What needs to be done:
In the material below, find the line with "filename src/opt2/mod.rs" and the line with "repository cf8d5d0311da00ee", then output those two lines and every line between them, exactly.

Records provided:
◆ ◆ ◆ ◆ ◆ ◆ ◆

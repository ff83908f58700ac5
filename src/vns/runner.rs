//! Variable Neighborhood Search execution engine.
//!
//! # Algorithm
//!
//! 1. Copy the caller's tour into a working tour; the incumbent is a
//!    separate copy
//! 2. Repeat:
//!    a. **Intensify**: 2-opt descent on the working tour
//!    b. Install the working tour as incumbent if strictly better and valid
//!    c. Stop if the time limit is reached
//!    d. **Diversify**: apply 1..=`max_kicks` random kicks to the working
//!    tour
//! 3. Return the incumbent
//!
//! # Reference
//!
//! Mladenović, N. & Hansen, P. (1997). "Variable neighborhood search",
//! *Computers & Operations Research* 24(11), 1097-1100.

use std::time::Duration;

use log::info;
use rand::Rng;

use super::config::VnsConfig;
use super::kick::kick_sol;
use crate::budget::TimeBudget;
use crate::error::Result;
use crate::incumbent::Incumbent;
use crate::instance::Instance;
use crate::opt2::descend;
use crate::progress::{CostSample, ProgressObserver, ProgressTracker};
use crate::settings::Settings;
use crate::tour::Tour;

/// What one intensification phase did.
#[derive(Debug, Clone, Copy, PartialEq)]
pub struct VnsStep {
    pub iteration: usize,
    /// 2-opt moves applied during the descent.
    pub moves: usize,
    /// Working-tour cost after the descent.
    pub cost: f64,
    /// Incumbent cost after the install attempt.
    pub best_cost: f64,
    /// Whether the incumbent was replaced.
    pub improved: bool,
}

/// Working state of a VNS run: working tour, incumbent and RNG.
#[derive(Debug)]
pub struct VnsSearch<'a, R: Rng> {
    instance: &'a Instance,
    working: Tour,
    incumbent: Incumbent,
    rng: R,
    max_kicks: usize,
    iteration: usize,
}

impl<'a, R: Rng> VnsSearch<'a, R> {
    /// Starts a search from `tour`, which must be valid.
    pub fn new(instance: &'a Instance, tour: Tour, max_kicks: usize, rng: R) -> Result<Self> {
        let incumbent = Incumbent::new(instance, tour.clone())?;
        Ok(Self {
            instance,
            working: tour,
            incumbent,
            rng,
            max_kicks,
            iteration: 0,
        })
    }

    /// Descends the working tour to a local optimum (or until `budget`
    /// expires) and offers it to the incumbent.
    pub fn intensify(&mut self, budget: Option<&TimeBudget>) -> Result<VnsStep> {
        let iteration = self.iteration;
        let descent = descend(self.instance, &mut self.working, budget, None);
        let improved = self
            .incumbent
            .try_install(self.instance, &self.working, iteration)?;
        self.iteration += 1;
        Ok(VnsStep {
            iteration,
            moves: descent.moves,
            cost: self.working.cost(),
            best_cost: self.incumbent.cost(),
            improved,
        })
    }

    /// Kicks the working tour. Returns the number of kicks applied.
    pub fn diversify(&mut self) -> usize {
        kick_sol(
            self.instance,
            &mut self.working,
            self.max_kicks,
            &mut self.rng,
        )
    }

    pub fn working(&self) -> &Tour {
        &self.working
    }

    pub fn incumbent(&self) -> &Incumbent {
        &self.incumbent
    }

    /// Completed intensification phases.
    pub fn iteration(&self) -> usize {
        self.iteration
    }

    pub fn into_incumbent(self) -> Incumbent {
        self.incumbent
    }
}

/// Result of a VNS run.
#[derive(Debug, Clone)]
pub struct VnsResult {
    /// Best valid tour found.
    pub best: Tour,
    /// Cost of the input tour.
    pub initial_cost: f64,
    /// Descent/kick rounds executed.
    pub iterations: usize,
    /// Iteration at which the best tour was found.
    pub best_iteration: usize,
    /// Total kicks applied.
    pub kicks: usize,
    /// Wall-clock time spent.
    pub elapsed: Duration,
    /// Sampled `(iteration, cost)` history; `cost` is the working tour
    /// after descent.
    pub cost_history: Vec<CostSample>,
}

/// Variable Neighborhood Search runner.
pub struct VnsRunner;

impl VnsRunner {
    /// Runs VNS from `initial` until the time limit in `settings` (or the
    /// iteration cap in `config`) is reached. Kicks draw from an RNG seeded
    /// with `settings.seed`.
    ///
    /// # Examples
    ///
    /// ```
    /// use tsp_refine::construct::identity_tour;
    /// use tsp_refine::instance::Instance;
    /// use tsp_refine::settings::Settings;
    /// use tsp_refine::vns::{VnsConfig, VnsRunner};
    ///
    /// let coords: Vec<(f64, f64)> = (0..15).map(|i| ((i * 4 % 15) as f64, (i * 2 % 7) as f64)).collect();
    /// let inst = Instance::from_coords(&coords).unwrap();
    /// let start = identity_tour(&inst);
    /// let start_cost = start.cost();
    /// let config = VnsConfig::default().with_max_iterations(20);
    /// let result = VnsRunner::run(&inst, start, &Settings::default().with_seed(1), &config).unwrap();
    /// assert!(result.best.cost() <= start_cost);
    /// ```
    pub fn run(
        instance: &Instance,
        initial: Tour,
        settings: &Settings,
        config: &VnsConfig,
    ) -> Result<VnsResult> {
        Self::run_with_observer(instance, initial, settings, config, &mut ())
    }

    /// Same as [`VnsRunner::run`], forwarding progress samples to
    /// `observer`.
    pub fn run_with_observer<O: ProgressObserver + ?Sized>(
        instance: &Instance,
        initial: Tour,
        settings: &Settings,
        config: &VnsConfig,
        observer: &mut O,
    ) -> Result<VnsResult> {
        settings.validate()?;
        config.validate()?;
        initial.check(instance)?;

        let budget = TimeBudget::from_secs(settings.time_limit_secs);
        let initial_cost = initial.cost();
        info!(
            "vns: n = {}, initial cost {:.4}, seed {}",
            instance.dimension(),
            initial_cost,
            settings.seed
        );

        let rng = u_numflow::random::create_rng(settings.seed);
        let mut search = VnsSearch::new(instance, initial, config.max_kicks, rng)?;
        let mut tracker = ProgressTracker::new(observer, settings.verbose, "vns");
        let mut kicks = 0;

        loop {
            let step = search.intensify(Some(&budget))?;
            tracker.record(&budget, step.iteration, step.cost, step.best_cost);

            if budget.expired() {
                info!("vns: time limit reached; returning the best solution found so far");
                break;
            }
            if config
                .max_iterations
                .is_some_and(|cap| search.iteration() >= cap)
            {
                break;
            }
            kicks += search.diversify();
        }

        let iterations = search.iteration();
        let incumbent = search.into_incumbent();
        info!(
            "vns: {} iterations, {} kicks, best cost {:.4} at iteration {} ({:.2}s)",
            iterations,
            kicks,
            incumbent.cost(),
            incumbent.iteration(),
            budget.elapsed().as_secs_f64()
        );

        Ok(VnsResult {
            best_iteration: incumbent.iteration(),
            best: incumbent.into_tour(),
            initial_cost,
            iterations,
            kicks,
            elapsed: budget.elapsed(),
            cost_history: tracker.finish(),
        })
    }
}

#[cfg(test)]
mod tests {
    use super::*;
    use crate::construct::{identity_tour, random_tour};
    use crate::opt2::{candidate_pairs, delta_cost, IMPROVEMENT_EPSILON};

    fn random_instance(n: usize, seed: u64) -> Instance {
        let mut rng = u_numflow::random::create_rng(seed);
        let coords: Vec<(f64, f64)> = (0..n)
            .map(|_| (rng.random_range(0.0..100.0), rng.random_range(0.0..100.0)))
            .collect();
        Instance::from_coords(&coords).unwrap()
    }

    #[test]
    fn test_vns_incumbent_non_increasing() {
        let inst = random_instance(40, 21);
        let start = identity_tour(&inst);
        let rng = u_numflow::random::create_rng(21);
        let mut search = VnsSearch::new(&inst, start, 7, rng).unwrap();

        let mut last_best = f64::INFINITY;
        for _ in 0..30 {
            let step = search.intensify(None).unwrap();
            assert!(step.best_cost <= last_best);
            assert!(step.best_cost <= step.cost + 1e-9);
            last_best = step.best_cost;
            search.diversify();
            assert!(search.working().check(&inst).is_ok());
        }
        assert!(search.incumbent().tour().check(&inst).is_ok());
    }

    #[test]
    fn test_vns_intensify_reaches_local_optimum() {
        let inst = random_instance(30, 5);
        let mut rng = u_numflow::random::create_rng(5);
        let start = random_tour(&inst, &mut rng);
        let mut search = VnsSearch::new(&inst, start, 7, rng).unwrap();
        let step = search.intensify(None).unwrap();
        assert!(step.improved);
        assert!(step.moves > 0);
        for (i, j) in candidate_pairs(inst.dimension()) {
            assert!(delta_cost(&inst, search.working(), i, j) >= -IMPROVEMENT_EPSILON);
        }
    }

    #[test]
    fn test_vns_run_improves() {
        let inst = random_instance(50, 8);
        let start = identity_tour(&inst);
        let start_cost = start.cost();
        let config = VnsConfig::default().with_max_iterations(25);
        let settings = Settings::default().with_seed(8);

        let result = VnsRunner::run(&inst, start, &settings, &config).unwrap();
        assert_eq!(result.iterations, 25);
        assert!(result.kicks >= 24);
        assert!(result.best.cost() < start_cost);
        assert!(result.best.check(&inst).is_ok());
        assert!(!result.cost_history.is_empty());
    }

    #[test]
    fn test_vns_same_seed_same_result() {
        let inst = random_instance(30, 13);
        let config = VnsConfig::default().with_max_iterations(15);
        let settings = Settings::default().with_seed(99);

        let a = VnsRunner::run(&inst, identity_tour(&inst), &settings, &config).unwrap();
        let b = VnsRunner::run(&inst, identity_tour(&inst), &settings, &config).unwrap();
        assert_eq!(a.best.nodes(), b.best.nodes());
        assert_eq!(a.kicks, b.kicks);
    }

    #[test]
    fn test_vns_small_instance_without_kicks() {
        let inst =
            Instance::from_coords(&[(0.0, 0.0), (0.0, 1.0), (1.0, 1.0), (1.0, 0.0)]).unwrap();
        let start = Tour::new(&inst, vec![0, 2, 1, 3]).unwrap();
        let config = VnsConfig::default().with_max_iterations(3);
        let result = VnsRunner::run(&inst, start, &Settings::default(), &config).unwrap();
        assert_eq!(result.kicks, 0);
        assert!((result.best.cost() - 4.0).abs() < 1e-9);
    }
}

◆ ◆ ◆ ◆ ◆ ◆ ◆

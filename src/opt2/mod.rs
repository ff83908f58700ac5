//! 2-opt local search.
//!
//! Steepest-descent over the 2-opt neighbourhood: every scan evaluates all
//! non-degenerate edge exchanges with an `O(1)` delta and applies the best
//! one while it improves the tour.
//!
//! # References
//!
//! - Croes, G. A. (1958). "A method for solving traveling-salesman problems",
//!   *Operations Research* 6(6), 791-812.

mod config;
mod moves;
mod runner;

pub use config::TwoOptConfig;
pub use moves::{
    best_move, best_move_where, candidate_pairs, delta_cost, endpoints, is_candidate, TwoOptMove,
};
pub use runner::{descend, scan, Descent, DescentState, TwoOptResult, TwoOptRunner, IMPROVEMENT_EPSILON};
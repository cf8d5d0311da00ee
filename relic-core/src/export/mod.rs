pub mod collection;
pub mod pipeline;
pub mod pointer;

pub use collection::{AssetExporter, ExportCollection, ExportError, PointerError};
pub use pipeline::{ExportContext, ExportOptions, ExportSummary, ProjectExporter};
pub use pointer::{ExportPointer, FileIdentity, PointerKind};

◆ ◆ ◆ ◆ ◆ ◆ ◆

Result of the task:
filename src/opt2/mod.rs
repository ff83908f58700ac5
//! 2-opt local search.
//!
//! Steepest-descent over the 2-opt neighbourhood: every scan evaluates all
//! non-degenerate edge exchanges with an `O(1)` delta and applies the best
//! one while it improves the tour.
//!
//! # References
//!
//! - Croes, G. A. (1958). "A method for solving traveling-salesman problems",
//!   *Operations Research* 6(6), 791-812.

mod config;
mod moves;
mod runner;

pub use config::TwoOptConfig;
pub use moves::{
    best_move, best_move_where, candidate_pairs, delta_cost, endpoints, is_candidate, TwoOptMove,
};
pub use runner::{descend, scan, Descent, DescentState, TwoOptResult, TwoOptRunner, IMPROVEMENT_EPSILON};
repository cf8d5d0311da00ee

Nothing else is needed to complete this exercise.